*Data extracts:*
--*--
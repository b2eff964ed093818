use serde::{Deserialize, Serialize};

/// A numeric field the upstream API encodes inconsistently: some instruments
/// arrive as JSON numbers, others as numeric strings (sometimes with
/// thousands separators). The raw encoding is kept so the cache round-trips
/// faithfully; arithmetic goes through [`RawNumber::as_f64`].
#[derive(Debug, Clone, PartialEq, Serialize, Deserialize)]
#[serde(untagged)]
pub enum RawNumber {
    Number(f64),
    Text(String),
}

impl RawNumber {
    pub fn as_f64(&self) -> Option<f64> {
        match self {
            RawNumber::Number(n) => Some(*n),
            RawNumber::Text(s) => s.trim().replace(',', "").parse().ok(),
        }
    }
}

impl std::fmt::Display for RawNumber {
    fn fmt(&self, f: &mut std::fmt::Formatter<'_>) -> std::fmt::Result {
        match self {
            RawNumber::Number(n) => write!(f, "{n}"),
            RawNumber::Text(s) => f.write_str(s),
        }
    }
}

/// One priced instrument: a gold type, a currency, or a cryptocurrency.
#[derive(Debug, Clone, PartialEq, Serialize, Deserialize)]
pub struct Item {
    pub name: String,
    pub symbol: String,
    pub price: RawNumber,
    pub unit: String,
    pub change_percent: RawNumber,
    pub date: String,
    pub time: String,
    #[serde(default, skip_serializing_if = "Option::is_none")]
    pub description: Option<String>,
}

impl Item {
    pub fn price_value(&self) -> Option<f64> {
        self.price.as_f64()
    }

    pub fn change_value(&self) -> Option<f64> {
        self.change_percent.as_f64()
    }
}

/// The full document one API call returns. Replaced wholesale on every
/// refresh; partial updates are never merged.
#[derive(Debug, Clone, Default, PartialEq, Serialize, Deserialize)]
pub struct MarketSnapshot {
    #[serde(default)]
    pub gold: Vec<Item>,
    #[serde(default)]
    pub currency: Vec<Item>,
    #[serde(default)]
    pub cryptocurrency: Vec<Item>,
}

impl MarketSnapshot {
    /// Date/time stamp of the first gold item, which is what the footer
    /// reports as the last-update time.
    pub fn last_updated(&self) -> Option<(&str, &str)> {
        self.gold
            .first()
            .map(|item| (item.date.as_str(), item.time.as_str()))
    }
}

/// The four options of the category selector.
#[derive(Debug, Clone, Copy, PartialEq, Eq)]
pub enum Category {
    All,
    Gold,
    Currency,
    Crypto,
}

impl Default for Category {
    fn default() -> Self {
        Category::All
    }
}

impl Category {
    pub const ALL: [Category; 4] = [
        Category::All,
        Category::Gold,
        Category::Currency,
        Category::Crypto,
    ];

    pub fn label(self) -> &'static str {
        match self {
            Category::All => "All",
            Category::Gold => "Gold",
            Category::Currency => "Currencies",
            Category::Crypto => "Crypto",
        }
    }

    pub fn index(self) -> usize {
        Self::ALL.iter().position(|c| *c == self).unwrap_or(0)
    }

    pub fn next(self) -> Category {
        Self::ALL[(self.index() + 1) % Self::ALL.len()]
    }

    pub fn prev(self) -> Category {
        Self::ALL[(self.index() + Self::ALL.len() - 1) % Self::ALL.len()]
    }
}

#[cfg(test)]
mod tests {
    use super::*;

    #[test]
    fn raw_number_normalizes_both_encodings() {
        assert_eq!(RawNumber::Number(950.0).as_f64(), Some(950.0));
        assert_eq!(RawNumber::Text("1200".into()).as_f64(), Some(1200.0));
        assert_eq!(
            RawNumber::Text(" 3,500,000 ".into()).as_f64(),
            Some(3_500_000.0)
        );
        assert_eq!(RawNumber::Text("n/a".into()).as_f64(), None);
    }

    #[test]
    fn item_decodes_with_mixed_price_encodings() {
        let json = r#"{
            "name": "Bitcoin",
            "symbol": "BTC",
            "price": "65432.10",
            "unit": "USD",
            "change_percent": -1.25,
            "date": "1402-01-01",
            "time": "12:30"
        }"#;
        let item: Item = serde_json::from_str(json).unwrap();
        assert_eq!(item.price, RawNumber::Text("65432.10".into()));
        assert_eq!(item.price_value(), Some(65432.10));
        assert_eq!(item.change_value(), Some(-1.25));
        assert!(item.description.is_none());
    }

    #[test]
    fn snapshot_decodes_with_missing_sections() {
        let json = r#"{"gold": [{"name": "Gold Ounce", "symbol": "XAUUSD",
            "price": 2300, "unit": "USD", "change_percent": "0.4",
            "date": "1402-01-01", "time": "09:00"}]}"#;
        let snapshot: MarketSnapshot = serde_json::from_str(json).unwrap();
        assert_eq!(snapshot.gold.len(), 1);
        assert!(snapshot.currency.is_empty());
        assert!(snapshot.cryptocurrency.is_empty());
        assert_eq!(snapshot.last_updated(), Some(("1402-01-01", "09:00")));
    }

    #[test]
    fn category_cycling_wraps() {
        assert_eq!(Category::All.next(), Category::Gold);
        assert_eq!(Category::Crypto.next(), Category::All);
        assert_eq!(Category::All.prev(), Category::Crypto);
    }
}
--*--
*Work to complete:* Retype the records above exactly, from their first line through the line that contains "faithfully; arithmetic goes", and stop there.

*Result for this exercise:*
repository b2eff964ed093818
use serde::{Deserialize, Serialize};

/// A numeric field the upstream API encodes inconsistently: some instruments
/// arrive as JSON numbers, others as numeric strings (sometimes with
/// thousands separators). The raw encoding is kept so the cache round-trips
/// faithfully; arithmetic goes through [`RawNumber::as_f64`].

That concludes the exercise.